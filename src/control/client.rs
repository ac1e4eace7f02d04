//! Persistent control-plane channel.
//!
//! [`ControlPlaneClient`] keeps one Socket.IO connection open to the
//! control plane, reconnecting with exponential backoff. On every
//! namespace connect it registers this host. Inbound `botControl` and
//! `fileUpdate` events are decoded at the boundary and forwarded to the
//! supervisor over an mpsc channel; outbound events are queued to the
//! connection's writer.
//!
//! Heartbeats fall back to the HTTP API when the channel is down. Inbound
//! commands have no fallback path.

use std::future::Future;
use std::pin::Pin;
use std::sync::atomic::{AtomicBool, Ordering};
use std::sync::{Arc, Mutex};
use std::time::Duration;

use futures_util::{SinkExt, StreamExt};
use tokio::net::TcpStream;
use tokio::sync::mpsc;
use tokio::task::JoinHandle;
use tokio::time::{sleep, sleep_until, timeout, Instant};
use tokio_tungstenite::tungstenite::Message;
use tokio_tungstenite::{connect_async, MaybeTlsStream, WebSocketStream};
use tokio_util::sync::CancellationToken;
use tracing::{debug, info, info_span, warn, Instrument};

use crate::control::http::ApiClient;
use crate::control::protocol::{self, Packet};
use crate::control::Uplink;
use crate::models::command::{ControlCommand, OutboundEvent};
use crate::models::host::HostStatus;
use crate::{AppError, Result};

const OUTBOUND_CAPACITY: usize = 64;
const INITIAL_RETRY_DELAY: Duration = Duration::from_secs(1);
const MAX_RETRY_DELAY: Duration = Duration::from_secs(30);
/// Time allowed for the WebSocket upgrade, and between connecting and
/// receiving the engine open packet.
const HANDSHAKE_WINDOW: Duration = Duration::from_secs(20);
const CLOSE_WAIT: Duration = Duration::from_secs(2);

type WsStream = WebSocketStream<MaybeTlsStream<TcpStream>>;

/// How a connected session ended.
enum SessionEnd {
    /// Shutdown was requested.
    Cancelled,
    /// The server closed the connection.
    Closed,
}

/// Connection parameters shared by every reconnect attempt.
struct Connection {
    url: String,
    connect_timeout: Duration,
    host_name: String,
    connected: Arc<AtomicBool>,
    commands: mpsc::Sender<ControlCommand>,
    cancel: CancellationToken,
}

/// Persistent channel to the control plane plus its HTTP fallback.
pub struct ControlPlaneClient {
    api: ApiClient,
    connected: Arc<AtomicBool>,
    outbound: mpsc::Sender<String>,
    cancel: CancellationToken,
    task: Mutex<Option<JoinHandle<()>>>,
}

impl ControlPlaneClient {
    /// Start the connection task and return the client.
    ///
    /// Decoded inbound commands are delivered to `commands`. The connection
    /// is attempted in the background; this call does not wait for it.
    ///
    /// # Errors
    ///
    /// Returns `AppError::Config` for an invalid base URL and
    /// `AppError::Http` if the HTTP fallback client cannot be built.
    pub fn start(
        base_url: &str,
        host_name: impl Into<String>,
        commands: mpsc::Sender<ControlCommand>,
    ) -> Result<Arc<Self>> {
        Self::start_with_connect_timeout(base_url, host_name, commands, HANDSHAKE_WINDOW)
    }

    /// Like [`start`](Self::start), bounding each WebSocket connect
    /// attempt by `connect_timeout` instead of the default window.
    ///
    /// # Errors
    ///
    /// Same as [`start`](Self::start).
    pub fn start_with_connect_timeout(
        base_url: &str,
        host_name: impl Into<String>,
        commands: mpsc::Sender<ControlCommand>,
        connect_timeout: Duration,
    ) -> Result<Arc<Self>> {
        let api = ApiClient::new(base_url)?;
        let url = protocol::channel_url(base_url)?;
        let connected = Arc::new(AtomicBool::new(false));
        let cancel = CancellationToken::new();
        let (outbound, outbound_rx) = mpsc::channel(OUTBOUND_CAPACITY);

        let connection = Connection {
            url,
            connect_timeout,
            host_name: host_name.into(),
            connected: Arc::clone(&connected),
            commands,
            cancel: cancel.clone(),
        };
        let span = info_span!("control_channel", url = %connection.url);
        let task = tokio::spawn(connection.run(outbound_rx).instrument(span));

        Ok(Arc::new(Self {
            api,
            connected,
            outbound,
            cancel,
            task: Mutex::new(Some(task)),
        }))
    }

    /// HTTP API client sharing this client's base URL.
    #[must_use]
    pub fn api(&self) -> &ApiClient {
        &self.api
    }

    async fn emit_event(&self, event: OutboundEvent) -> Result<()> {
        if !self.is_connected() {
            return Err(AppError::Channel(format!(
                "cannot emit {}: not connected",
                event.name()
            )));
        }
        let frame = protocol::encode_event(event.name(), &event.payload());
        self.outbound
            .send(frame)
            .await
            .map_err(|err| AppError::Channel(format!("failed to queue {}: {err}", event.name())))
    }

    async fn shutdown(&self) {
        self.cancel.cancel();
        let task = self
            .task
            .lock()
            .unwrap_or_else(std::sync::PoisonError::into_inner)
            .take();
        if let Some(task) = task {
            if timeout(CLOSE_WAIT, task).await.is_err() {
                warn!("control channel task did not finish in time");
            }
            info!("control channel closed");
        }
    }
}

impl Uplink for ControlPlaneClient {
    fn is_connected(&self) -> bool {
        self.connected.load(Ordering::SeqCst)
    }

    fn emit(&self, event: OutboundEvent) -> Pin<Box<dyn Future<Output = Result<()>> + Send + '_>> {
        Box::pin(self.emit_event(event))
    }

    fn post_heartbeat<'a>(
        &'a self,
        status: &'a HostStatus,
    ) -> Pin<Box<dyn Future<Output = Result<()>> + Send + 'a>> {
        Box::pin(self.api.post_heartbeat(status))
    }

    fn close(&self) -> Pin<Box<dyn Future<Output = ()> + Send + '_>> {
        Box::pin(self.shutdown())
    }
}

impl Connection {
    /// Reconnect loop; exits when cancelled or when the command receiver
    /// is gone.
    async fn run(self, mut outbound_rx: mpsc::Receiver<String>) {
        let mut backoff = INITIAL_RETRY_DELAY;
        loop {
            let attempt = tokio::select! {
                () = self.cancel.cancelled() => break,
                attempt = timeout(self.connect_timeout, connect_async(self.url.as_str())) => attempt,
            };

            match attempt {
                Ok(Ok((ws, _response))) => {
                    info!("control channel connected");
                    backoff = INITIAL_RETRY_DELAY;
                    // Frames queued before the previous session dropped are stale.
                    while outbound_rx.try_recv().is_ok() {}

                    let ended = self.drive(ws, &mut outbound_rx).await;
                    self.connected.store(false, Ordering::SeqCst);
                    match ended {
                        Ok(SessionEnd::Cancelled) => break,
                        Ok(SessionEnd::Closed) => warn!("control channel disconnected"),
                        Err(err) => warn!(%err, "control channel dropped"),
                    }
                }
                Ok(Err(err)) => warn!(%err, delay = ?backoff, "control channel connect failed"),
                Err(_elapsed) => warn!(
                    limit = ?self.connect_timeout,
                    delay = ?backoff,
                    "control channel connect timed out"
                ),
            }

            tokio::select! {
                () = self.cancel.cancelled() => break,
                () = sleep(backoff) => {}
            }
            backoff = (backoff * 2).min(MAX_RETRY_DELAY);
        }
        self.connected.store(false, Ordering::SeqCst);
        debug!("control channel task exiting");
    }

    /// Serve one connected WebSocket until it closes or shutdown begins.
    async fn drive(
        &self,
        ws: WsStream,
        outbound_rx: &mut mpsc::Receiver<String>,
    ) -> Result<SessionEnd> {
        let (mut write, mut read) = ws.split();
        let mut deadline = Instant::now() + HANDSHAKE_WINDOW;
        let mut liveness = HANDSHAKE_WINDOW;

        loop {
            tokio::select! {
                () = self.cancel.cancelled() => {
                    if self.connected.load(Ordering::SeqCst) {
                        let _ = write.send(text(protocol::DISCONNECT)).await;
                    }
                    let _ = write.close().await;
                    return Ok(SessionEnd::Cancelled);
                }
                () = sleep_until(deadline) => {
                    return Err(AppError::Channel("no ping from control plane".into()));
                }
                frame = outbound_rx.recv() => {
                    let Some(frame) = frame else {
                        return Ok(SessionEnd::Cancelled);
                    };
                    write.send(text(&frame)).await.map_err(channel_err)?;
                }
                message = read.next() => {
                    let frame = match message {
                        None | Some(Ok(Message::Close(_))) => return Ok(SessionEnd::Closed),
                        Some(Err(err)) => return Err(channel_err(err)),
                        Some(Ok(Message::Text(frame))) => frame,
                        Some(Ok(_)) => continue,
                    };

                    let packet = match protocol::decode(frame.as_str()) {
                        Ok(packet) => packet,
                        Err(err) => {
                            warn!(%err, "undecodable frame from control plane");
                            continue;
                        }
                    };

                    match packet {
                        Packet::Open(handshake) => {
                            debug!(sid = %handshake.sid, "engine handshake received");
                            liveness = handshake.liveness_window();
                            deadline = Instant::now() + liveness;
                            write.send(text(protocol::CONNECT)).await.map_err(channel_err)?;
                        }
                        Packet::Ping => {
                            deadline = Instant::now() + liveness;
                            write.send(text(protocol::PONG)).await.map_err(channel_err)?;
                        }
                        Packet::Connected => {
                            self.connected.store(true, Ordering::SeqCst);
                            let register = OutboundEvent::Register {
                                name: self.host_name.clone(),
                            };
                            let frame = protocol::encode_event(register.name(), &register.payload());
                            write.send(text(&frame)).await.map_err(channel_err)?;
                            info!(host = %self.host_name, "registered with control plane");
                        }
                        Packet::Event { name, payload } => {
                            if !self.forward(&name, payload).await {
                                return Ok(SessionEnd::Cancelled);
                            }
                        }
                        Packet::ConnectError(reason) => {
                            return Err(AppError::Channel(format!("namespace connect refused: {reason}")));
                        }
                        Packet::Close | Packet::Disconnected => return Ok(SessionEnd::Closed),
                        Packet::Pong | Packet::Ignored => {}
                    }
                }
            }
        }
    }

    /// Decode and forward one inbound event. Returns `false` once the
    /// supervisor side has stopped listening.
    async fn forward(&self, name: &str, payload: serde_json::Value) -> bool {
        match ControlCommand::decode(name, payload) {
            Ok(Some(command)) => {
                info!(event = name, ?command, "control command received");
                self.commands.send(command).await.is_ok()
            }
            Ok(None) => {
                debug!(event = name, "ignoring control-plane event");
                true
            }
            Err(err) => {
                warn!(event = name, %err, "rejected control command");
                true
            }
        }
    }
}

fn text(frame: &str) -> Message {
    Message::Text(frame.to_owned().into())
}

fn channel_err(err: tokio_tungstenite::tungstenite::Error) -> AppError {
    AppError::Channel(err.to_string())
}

- - - - -

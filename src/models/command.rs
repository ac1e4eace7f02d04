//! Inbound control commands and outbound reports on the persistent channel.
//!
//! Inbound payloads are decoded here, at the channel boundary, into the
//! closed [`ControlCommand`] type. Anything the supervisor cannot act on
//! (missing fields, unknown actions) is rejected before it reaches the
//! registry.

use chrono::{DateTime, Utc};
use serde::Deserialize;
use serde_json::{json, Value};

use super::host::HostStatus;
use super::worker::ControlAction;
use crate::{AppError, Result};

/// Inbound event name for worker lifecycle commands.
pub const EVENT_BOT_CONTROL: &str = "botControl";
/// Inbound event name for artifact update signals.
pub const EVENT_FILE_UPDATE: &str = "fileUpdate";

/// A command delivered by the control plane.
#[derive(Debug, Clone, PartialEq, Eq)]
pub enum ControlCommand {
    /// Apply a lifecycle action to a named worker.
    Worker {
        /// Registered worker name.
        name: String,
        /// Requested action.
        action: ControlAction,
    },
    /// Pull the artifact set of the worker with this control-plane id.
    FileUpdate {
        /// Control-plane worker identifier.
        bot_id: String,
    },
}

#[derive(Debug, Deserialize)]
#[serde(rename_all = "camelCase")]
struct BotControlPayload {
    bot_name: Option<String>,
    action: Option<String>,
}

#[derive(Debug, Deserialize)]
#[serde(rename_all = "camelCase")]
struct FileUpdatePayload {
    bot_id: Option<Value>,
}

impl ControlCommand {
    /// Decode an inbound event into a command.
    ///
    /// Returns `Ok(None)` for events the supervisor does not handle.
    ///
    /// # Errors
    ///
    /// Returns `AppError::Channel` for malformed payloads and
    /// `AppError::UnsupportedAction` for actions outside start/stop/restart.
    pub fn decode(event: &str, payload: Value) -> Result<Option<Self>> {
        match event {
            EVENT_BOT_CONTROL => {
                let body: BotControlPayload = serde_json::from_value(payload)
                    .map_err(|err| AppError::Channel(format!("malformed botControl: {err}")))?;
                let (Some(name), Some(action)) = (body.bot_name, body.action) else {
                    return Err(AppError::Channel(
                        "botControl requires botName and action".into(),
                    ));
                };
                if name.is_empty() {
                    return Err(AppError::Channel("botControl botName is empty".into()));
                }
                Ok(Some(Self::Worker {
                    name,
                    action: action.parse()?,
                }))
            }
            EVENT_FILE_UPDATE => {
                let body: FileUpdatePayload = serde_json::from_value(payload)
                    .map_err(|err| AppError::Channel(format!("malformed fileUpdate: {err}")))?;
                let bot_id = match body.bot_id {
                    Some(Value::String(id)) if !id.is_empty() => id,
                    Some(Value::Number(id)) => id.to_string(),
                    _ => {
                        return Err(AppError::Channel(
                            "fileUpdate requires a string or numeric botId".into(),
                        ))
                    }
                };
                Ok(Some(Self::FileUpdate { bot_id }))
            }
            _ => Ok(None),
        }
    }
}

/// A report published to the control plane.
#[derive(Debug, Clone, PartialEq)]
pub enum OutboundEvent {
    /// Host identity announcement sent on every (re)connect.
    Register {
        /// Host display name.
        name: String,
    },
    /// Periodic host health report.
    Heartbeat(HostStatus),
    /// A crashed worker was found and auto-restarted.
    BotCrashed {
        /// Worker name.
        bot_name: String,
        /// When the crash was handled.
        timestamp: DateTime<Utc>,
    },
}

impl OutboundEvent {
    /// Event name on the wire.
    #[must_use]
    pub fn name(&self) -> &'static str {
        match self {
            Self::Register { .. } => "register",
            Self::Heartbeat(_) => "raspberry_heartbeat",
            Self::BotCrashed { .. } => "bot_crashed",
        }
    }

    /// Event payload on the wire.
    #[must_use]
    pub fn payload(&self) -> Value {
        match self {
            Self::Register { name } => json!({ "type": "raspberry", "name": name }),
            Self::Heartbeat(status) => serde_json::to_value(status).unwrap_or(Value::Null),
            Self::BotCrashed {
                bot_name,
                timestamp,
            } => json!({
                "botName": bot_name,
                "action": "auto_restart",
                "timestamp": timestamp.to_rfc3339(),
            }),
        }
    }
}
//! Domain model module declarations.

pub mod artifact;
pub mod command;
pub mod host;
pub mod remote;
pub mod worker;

- - - - -

INSTRUCTIONS TO FOLLOW: Your answer should consist of the lines from the material that contain "const".

SOLUTION FOR THIS EXERCISE:
const OUTBOUND_CAPACITY: usize = 64;
const INITIAL_RETRY_DELAY: Duration = Duration::from_secs(1);
const MAX_RETRY_DELAY: Duration = Duration::from_secs(30);
const HANDSHAKE_WINDOW: Duration = Duration::from_secs(20);
const CLOSE_WAIT: Duration = Duration::from_secs(2);
pub const EVENT_BOT_CONTROL: &str = "botControl";
pub const EVENT_FILE_UPDATE: &str = "fileUpdate";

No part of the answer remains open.